# Mass of moon cancels out? [duplicate]

so I attemted to solve the following: planet X of mass $8.8 \times 10^{27}$ kg has a moon of an unknown mass which orbits every 17 days from a distance of approximately one million km ( center to center). What is the approximate mass of moon?

Given: $M = 8.8 \times 10^{27}$kg

m = ?

f (frequency)= 17

$d= r= 10^6$km= $10^9 m$

mechanical system chosen the moon. from newtons 2nd law (sigma) $F = m\times a$ $F(g) = m\times a(c)$ here I assume that the only force applying on the moon is gravity of the planet X, an it has a circular acceleration so I got: $G\times M\times m/r^2 = m\times 4π^2 \times d \times f^2$

However, the $m$, mass of moon cancels out, and I'm supposed to find it. so?

Here are some similar situations to support the conclusion that the mass of the Moon will cancel.

• Imagine you are asked to make the same calculation for a satellite orbiting the Earth. All geosynchronous satellites are at the same altitude, irrespective of the mass of the satellite, which can be considered an artificial "moon".
• Kepler's law does not depend on the mass of the planets, which can be rightly considered as "moons" of the Sun.
• so, the mass of the moon can be anything? Apr 17 '17 at 23:09
• If you check the possible duplicate you will realize that the mass of the moon cancels out of your calculation. Apr 17 '17 at 23:10

When the moon is much smaller than the planet, then the mass of moon doesn't matter. But if it's large, then the period will be reduced.

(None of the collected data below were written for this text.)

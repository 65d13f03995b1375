pub mod chat;
pub mod import_records;
pub mod ingest;
pub mod onboard;
pub mod serve;
pub mod status;
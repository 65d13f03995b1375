//! HTTP gateway for carebridge.
//!
//! Exposes a health check, a legacy single-endpoint chat (`POST /chat`)
//! and the session-scoped v1 API. Every route talks to one shared
//! [`Assistant`].
//!
//! Built on Axum.

pub mod api_v1;

use axum::extract::DefaultBodyLimit;
use axum::{
    Router,
    extract::State,
    http::{HeaderValue, Method, StatusCode, header},
    response::Json,
    routing::{get, post},
};
use carebridge_agent::Assistant;
use carebridge_core::session::SessionId;
use chrono::{DateTime, Utc};
use serde::{Deserialize, Serialize};
use std::sync::Arc;
use tower_http::cors::CorsLayer;
use tracing::{info, warn};

/// Shared application state for the gateway.
pub struct GatewayState {
    pub assistant: Arc<Assistant>,
    pub started_at: DateTime<Utc>,
}

impl GatewayState {
    pub fn new(assistant: Arc<Assistant>) -> Self {
        Self {
            assistant,
            started_at: Utc::now(),
        }
    }
}

pub type SharedState = Arc<GatewayState>;

/// Build the full router: health, legacy chat and the v1 API.
///
/// Layers: 64 KB body limit, CORS for a local UI, HTTP trace logging.
pub fn build_router(state: SharedState) -> Router {
    let cors = CorsLayer::new()
        .allow_origin([
            HeaderValue::from_static("http://localhost:8501"),
            HeaderValue::from_static("http://127.0.0.1:8501"),
        ])
        .allow_methods([Method::GET, Method::POST, Method::DELETE])
        .allow_headers([header::CONTENT_TYPE])
        .max_age(std::time::Duration::from_secs(3600));

    Router::new()
        .route("/health", get(health_handler))
        .route("/chat", post(chat_handler))
        .with_state(state.clone())
        .nest("/v1", api_v1::v1_router(state))
        .layer(DefaultBodyLimit::max(64 * 1024))
        .layer(cors)
        .layer(tower_http::trace::TraceLayer::new_for_http())
}

/// Serve the gateway until the process is stopped.
pub async fn serve(
    host: &str,
    port: u16,
    assistant: Arc<Assistant>,
) -> Result<(), Box<dyn std::error::Error>> {
    let addr = format!("{host}:{port}");
    let app = build_router(Arc::new(GatewayState::new(assistant)));

    info!(addr = %addr, "Gateway starting");
    let listener = tokio::net::TcpListener::bind(&addr).await?;
    axum::serve(listener, app).await?;

    Ok(())
}

// --- Handlers ---

#[derive(Debug, Serialize, Deserialize)]
pub struct HealthResponse {
    pub status: String,
    pub version: String,
    pub active_sessions: usize,
    pub uptime_secs: i64,
}

async fn health_handler(State(state): State<SharedState>) -> Json<HealthResponse> {
    Json(HealthResponse {
        status: "ok".into(),
        version: env!("CARGO_PKG_VERSION").into(),
        active_sessions: state.assistant.sessions().len(),
        uptime_secs: (Utc::now() - state.started_at).num_seconds(),
    })
}

#[derive(Debug, Deserialize)]
pub struct ChatRequest {
    pub message: String,
    /// Continue this session; created on first use
    #[serde(default)]
    pub session_id: Option<String>,
}

#[derive(Debug, Serialize, Deserialize)]
pub struct ChatResponse {
    pub response: String,
    pub session_id: String,
}

/// One-endpoint chat for simple front ends: the session is created on
/// first use and reused while the caller sends the same `session_id`.
async fn chat_handler(
    State(state): State<SharedState>,
    Json(payload): Json<ChatRequest>,
) -> Result<Json<ChatResponse>, (StatusCode, Json<api_v1::ErrorResponse>)> {
    if payload.message.trim().is_empty() {
        return Err((
            StatusCode::BAD_REQUEST,
            Json(api_v1::ErrorResponse {
                error: "message must not be empty".into(),
            }),
        ));
    }

    let id = match payload.session_id.filter(|s| !s.trim().is_empty()) {
        Some(id) => state.assistant.new_session_with_id(SessionId::from(id.trim())),
        None => state.assistant.new_session(),
    };

    info!(session_id = %id, message_len = payload.message.len(), "Chat message received");

    match state.assistant.send_message(&id, &payload.message).await {
        Ok(response) => Ok(Json(ChatResponse {
            response,
            session_id: id.to_string(),
        })),
        Err(e) => {
            warn!(session_id = %id, error = %e, "Chat session vanished mid-request");
            Err((
                StatusCode::NOT_FOUND,
                Json(api_v1::ErrorResponse {
                    error: e.to_string(),
                }),
            ))
        }
    }
}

The Kepler equation can solve for the sum of the masses of the two objects.

$M_1 + M_2 = 4 \pi^2 \frac{a^3}{G T^2}$

For large moons and with very precise values for the other components, you can tease out the approximate mass of the moon. Of course for most planet/moon situations, $M_1 + M_2 \approx M_1$, and the mass of the smaller object is lost in the noise.

Your question is even odder because the numbers don't work even for a zero-mass moon. If the mass and distance are correct, the period is much too long. It's not consistent.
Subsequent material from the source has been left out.